Entries taken from a collection
----------------

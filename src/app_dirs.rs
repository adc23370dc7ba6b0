use directories::ProjectDirs;
use std::path::PathBuf;

/// Centralized application directory resolution
pub struct AppDirs;

impl AppDirs {
    pub fn state_dir() -> Option<PathBuf> {
        if let Ok(home) = std::env::var("HOME") {
            Some(PathBuf::from(home).join(".local").join("state").join("quizr"))
        } else {
            ProjectDirs::from("", "", "quizr").map(|proj_dirs| proj_dirs.data_local_dir().to_path_buf())
        }
    }

    pub fn db_path() -> Option<PathBuf> {
        Self::state_dir().map(|dir| dir.join("quizr.db"))
    }

    pub fn log_path() -> Option<PathBuf> {
        Self::state_dir().map(|dir| dir.join("quizr.log"))
    }
}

----------------

In the data above, tally the lines that contain the string "PathBuf" and give that figure alone.

5